=== Assignment ===
Repeat exactly, and only, the lines below starting at the line that contains "Presence is checked" and ending at the line that contains "let key = key.trim().to_lowercase();", inclusive of both.

=== The records ===
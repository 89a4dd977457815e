//! Settings file deserialization and validation.

use crate::config::ConfigError;
use serde::Deserialize;
use std::collections::{BTreeMap, HashMap};
use std::fmt;
use std::path::Path;
use tracing::debug;
use url::Url;

/// Largest page size GitLab accepts for list endpoints.
const MAX_PAGE_SIZE: u32 = 100;

/// Raw contents of `migration.toml` before validation.
#[derive(Debug, Clone, Deserialize)]
#[serde(rename_all = "kebab-case")]
struct RawSettings {
    api_url: String,
    read_author: String,
    #[serde(default = "default_migration_label")]
    migration_label: String,
    #[serde(default = "default_closed_status")]
    closed_status: String,
    #[serde(default = "default_page_size")]
    page_size: u32,
    #[serde(default)]
    tokens: BTreeMap<String, String>,
    #[serde(default)]
    manual_mapping: BTreeMap<String, String>,
}

/// Label attached to every migrated issue.
pub fn default_migration_label() -> String {
    "Chiliproject".to_string()
}

/// ChiliProject status value that marks an issue as closed.
pub fn default_closed_status() -> String {
    "Closed".to_string()
}

/// Page size used when listing GitLab projects and users.
pub fn default_page_size() -> u32 {
    MAX_PAGE_SIZE
}

/// Validated migration settings.
///
/// Author names and manual mapping entries are stored lowercase, the same way
/// names are compared everywhere else in the migration.
#[derive(Clone)]
pub struct MigrationSettings {
    /// Base URL of the GitLab API (e.g. `https://gitlab.example.com/api/v4`).
    pub api_url: Url,

    /// Author whose token is used for the read-only directory listing.
    pub read_author: String,

    /// Marker label added to every created issue.
    pub migration_label: String,

    /// Source status value that triggers closing the created issue.
    pub closed_status: String,

    /// Page size for directory listings.
    pub page_size: u32,

    /// Private tokens keyed by lowercase author name.
    tokens: HashMap<String, String>,

    /// Source project name to GitLab project name overrides.
    pub manual_mapping: HashMap<String, String>,
}

impl fmt::Debug for MigrationSettings {
    fn fmt(&self, f: &mut fmt::Formatter<'_>) -> fmt::Result {
        let mut authors: Vec<&str> = self.tokens.keys().map(String::as_str).collect();
        authors.sort_unstable();
        f.debug_struct("MigrationSettings")
            .field("api_url", &self.api_url.as_str())
            .field("read_author", &self.read_author)
            .field("migration_label", &self.migration_label)
            .field("closed_status", &self.closed_status)
            .field("page_size", &self.page_size)
            .field("token_authors", &authors)
            .field("manual_mapping", &self.manual_mapping)
            .finish()
    }
}

impl MigrationSettings {
    /// Loads and validates a settings file.
    ///
    /// # Errors
    ///
    /// Returns [`ConfigError`] if the file is missing, unparsable or fails validation.
    pub fn load(path: &Path) -> Result<Self, ConfigError> {
        debug!(path = %path.display(), "Loading migration settings");

        if !path.exists() {
            return Err(ConfigError::MissingFile {
                path: path.display().to_string(),
            });
        }

        let content = std::fs::read_to_string(path).map_err(|e| ConfigError::IoError {
            path: path.display().to_string(),
            source: e,
        })?;

        Self::parse(&content, &path.display().to_string())
    }

    /// Parses and validates settings from TOML text.
    ///
    /// `origin` is only used to label errors.
    ///
    /// # Errors
    ///
    /// Returns [`ConfigError`] if the content is not valid TOML or fails validation.
    pub fn parse(content: &str, origin: &str) -> Result<Self, ConfigError> {
        let raw: RawSettings = toml::from_str(content).map_err(|e| ConfigError::TomlError {
            path: origin.to_string(),
            source: e,
        })?;

        let validation = |message: String| ConfigError::ValidationError {
            path: origin.to_string(),
            message,
        };

        let api_url = Url::parse(&raw.api_url)
            .map_err(|_| validation(format!("api-url is not a valid URL: {}", raw.api_url)))?;
        if !matches!(api_url.scheme(), "http" | "https") {
            return Err(validation(format!(
                "api-url must use http or https: {}",
                raw.api_url
            )));
        }

        if raw.page_size == 0 || raw.page_size > MAX_PAGE_SIZE {
            return Err(validation(format!(
                "page-size must be between 1 and {MAX_PAGE_SIZE}, got {}",
                raw.page_size
            )));
        }

        if raw.migration_label.trim().is_empty() {
            return Err(validation("migration-label must not be empty".to_string()));
        }

        let tokens = lowercase_keys(raw.tokens, "tokens").map_err(&validation)?;
        if let Some((author, _)) = tokens.iter().find(|(_, token)| token.trim().is_empty()) {
            return Err(validation(format!("token for author '{author}' is empty")));
        }

        let read_author = raw.read_author.trim().to_lowercase();
        if read_author.is_empty() {
            return Err(validation("read-author must not be empty".to_string()));
        }
        if !tokens.contains_key(&read_author) {
            return Err(validation(format!(
                "read-author '{read_author}' has no entry in [tokens]"
            )));
        }

        let manual_mapping = lowercase_keys(raw.manual_mapping, "manual-mapping")
            .map_err(&validation)?
            .into_iter()
            .map(|(source, target)| (source, target.to_lowercase()))
            .collect();

        Ok(Self {
            api_url,
            read_author,
            migration_label: raw.migration_label,
            closed_status: raw.closed_status,
            page_size: raw.page_size,
            tokens,
            manual_mapping,
        })
    }

    /// Returns the private token of an author, matched case-insensitively.
    #[must_use]
    pub fn token_for(&self, author: &str) -> Option<&str> {
        self.tokens.get(&author.to_lowercase()).map(String::as_str)
    }

    /// Returns the token used for read-only directory listings.
    #[must_use]
    pub fn read_token(&self) -> &str {
        // Presence is checked in `parse`.
        self.tokens
            .get(&self.read_author)
            .map(String::as_str)
            .unwrap_or_default()
    }

    /// Returns true if the author has a configured token.
    #[must_use]
    pub fn has_token(&self, author: &str) -> bool {
        self.token_for(author).is_some()
    }
}

/// Lowercases the keys of a table, rejecting keys that collide afterwards.
fn lowercase_keys(
    table: BTreeMap<String, String>,
    table_name: &str,
) -> Result<HashMap<String, String>, String> {
    let mut lowered = HashMap::with_capacity(table.len());
    for (key, value) in table {
        let key = key.trim().to_lowercase();
        if lowered.insert(key.clone(), value).is_some() {
            return Err(format!(
                "[{table_name}] contains '{key}' more than once (names are case-insensitive)"
            ));
        }
    }
    Ok(lowered)
}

=== Output ===
        // Presence is checked in `parse`.
        self.tokens
            .get(&self.read_author)
            .map(String::as_str)
            .unwrap_or_default()
    }

    /// Returns true if the author has a configured token.
    #[must_use]
    pub fn has_token(&self, author: &str) -> bool {
        self.token_for(author).is_some()
    }
}

/// Lowercases the keys of a table, rejecting keys that collide afterwards.
fn lowercase_keys(
    table: BTreeMap<String, String>,
    table_name: &str,
) -> Result<HashMap<String, String>, String> {
    let mut lowered = HashMap::with_capacity(table.len());
    for (key, value) in table {
        let key = key.trim().to_lowercase();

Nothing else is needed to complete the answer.